Assignment. A faithful transcription of all the records is required.

[Stored items]
+ + +

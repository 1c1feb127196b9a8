//! # Soundbite Common Library
//!
//! Shared code for the soundbite crates:
//! - Error types
//! - Bootstrap configuration (TOML) and logging settings
//! - Playback notification types consumed by front ends

pub mod config;
pub mod error;
pub mod events;

pub use error::{Error, Result};
pub use events::PlaybackEvent;
//! Audio output abstraction
//!
//! The playback controller depends only on these traits. Production uses
//! [`CpalDevice`](crate::audio::output::CpalDevice); tests substitute a
//! recording fake.
//!
//! Contract for implementations:
//! - the completion callback passed to [`AudioDevice::create_handle`] fires at
//!   most once, only when the segment plays out naturally;
//! - it is never invoked synchronously from `create_handle`, `begin`, `stop`
//!   or `release` (the controller holds its output lock around those calls);
//! - once a handle is stopped or released its callback is dropped unfired.

use crate::audio::types::DecodedBuffer;
use crate::error::Result;
use futures::future::BoxFuture;
use std::sync::Arc;
use std::time::Duration;

/// Invoked when a handle's segment finishes playing on its own
pub type CompletionCallback = Box<dyn FnOnce() + Send + 'static>;

/// An output device that renders one segment at a time
pub trait AudioDevice: Send + Sync {
    /// Rate that decoded buffers must be delivered at
    fn sample_rate(&self) -> u32;

    /// Start the output pathway if it is still suspended
    fn resume_if_suspended(&self) -> BoxFuture<'_, Result<()>>;

    /// Prepare a handle rendering `duration` of `buffer` from `start`
    fn create_handle(
        &self,
        buffer: Arc<DecodedBuffer>,
        start: Duration,
        duration: Duration,
        on_complete: CompletionCallback,
    ) -> Result<Box<dyn PlaybackHandle>>;
}

/// One prepared segment playback
pub trait PlaybackHandle: Send {
    /// Begin producing sound
    fn begin(&mut self) -> Result<()>;

    /// Stop producing sound immediately
    fn stop(&mut self);

    /// Stop and free everything attached to the handle
    fn release(&mut self);
}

+ + +

Exercise result.
repository 1c1feb127196b9a8
//! # Soundbite Common Library
//!
//! Shared code for the soundbite crates:
//! - Error types
//! - Bootstrap configuration (TOML) and logging settings
//! - Playback notification types consumed by front ends

pub mod config;
pub mod error;
pub mod events;

pub use error::{Error, Result};
pub use events::PlaybackEvent;
//! Audio output abstraction
//!
//! The playback controller depends only on these traits. Production uses
//! [`CpalDevice`](crate::audio::output::CpalDevice); tests substitute a
//! recording fake.
//!
//! Contract for implementations:
//! - the completion callback passed to [`AudioDevice::create_handle`] fires at
//!   most once, only when the segment plays out naturally;
//! - it is never invoked synchronously from `create_handle`, `begin`, `stop`
//!   or `release` (the controller holds its output lock around those calls);
//! - once a handle is stopped or released its callback is dropped unfired.

use crate::audio::types::DecodedBuffer;
use crate::error::Result;
use futures::future::BoxFuture;
use std::sync::Arc;
use std::time::Duration;

/// Invoked when a handle's segment finishes playing on its own
pub type CompletionCallback = Box<dyn FnOnce() + Send + 'static>;

/// An output device that renders one segment at a time
pub trait AudioDevice: Send + Sync {
    /// Rate that decoded buffers must be delivered at
    fn sample_rate(&self) -> u32;

    /// Start the output pathway if it is still suspended
    fn resume_if_suspended(&self) -> BoxFuture<'_, Result<()>>;

    /// Prepare a handle rendering `duration` of `buffer` from `start`
    fn create_handle(
        &self,
        buffer: Arc<DecodedBuffer>,
        start: Duration,
        duration: Duration,
        on_complete: CompletionCallback,
    ) -> Result<Box<dyn PlaybackHandle>>;
}

/// One prepared segment playback
pub trait PlaybackHandle: Send {
    /// Begin producing sound
    fn begin(&mut self) -> Result<()>;

    /// Stop producing sound immediately
    fn stop(&mut self);

    /// Stop and free everything attached to the handle
    fn release(&mut self);
}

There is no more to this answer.